▸ **Assignment**:
The result should be every line of the listing that holds the word "shared".

Information supplied section start

//! FILENAME: core/rollup-engine/src/view.rs
//! Rollup View - The canonical output handed to consumers.
//!
//! These structures are what a renderer or downstream analysis receives.
//! They serialize with camelCase keys.

use serde::{Deserialize, Serialize};

use crate::definition::DetailRecord;

/// Earliest and latest month present in a stream.
#[derive(Debug, Clone, Default, PartialEq, Eq, Serialize, Deserialize)]
pub struct MonthRange {
    pub start: String,
    pub end: String,
}

/// One stream under a term, with its aggregates.
#[derive(Debug, Clone, PartialEq, Serialize, Deserialize)]
#[serde(rename_all = "camelCase")]
pub struct StreamInfo {
    pub stream: String,
    /// Sorted by month, latest first.
    pub detailed: Vec<DetailRecord>,
    pub unique_branches: usize,
    pub month_range: MonthRange,
    /// Sum of `detailed[*].value`.
    pub value: f64,
}

impl StreamInfo {
    /// Sorts `detailed` latest month first. Stable, so ties keep their
    /// merge order.
    pub fn sort_detailed(&mut self) {
        self.detailed.sort_by(|a, b| b.month.cmp(&a.month));
    }
}

/// One term with its streams flattened into a list.
#[derive(Debug, Clone, PartialEq, Serialize, Deserialize)]
pub struct TermView {
    pub id: String,
    pub term: String,
    pub info: Vec<StreamInfo>,
}

impl TermView {
    pub fn stream(&self, name: &str) -> Option<&StreamInfo> {
        self.info.iter().find(|s| s.stream == name)
    }
}

pub type ProcessedOutput = Vec<TermView>;
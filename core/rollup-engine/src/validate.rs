//! FILENAME: core/rollup-engine/src/validate.rs
//! Predicates over raw input values.
//!
//! Every predicate is total: it accepts any JSON shape, including a missing
//! field (`None`), and never fails. Callers decide whether a `false` skips
//! the item or aborts the call.

use once_cell::sync::Lazy;
use regex::Regex;
use serde_json::Value;

static MONTH_RE: Lazy<Regex> =
    Lazy::new(|| Regex::new(r"^[0-9]{4}-[0-9]{2}$").expect("month pattern is valid"));

static DECIMAL_RE: Lazy<Regex> = Lazy::new(|| {
    Regex::new(r"^[+-]?(?:[0-9]+\.?[0-9]*|\.[0-9]+)(?:[eE][+-]?[0-9]+)?$")
        .expect("decimal pattern is valid")
});

pub fn is_valid_term(value: Option<&Value>) -> bool {
    is_non_empty_string(value)
}

pub fn is_valid_stream(value: Option<&Value>) -> bool {
    is_non_empty_string(value)
}

/// An array with at least one element.
pub fn is_valid_detailed(value: Option<&Value>) -> bool {
    matches!(value, Some(Value::Array(items)) if !items.is_empty())
}

/// `YYYY-MM`: four digits, a dash, two digits.
pub fn is_valid_month(value: Option<&Value>) -> bool {
    matches!(value, Some(Value::String(s)) if MONTH_RE.is_match(s))
}

/// True when the value coerces to a number other than NaN.
pub fn is_valid_value(value: Option<&Value>) -> bool {
    !coerce_number(value).is_nan()
}

fn is_non_empty_string(value: Option<&Value>) -> bool {
    matches!(value, Some(Value::String(s)) if !s.is_empty())
}

// ============================================================================
// NUMERIC COERCION
// ============================================================================

/// Coerces a loosely typed value to `f64`.
///
/// Missing → NaN, null → 0, booleans → 0/1, numbers as-is. Strings are
/// trimmed; empty text is 0, decimal, `Infinity` and `0x`/`0o`/`0b` literals
/// parse, anything else is NaN. Arrays and objects are NaN.
pub fn coerce_number(value: Option<&Value>) -> f64 {
    match value {
        None => f64::NAN,
        Some(Value::Null) => 0.0,
        Some(Value::Bool(b)) => {
            if *b {
                1.0
            } else {
                0.0
            }
        }
        Some(Value::Number(n)) => n.as_f64().unwrap_or(f64::NAN),
        Some(Value::String(s)) => coerce_text(s),
        Some(Value::Array(_)) | Some(Value::Object(_)) => f64::NAN,
    }
}

fn coerce_text(text: &str) -> f64 {
    let text = text.trim();
    if text.is_empty() {
        return 0.0;
    }

    match text {
        "Infinity" | "+Infinity" => return f64::INFINITY,
        "-Infinity" => return f64::NEG_INFINITY,
        _ => {}
    }

    if let Some(radix_value) = parse_prefixed_integer(text) {
        return radix_value;
    }

    if DECIMAL_RE.is_match(text) {
        text.parse::<f64>().unwrap_or(f64::NAN)
    } else {
        f64::NAN
    }
}

/// `0x`, `0o` and `0b` literals (unsigned only).
fn parse_prefixed_integer(text: &str) -> Option<f64> {
    let bytes = text.as_bytes();
    if bytes.len() < 3 || bytes[0] != b'0' {
        return None;
    }
    let radix = match bytes[1] {
        b'x' | b'X' => 16,
        b'o' | b'O' => 8,
        b'b' | b'B' => 2,
        _ => return None,
    };
    let digits = &text[2..];
    if !digits.bytes().all(|b| b.is_ascii_alphanumeric()) {
        return Some(f64::NAN);
    }
    match u128::from_str_radix(digits, radix) {
        Ok(n) => Some(n as f64),
        Err(_) => Some(f64::NAN),
    }
}
//! FILENAME: core/rollup-engine/src/lib.rs
//! Term/stream rollup engine.
//!
//! Turns nested term -> stream -> detail submissions into a canonical,
//! deduplicated structure with per-stream aggregates, and memoizes whole
//! invocations by their serialized input.
//!
//! Layers:
//! - `definition`: Typed records and configuration (what the input IS)
//! - `validate`: Total predicates over raw values
//! - `transform`: Record conversion, merge and aggregates
//! - `cache`: Memoized results keyed by serialized input
//! - `view`: Canonical output handed to consumers (WHAT we return)
//! - `engine`: The pipeline (HOW we calculate)
//! - `shared`: Mutex-guarded engine for multi-context hosts

pub mod definition;
pub mod error;
pub mod validate;
pub mod transform;
pub mod cache;
pub mod view;
pub mod engine;
pub mod shared;

pub use definition::*;
pub use error::{Rejection, RollupError};
pub use cache::ResultCache;
pub use view::*;
pub use engine::{EngineStats, RollupEngine};
pub use shared::SharedRollupEngine;
pub use transform::{
    calculate_aggregates, coerce_detailed, merge_detailed, normalize_data, Aggregates,
};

Information supplied section end

▸ **Answer to the exercise**:
//! - `shared`: Mutex-guarded engine for multi-context hosts
pub mod shared;
pub use shared::SharedRollupEngine;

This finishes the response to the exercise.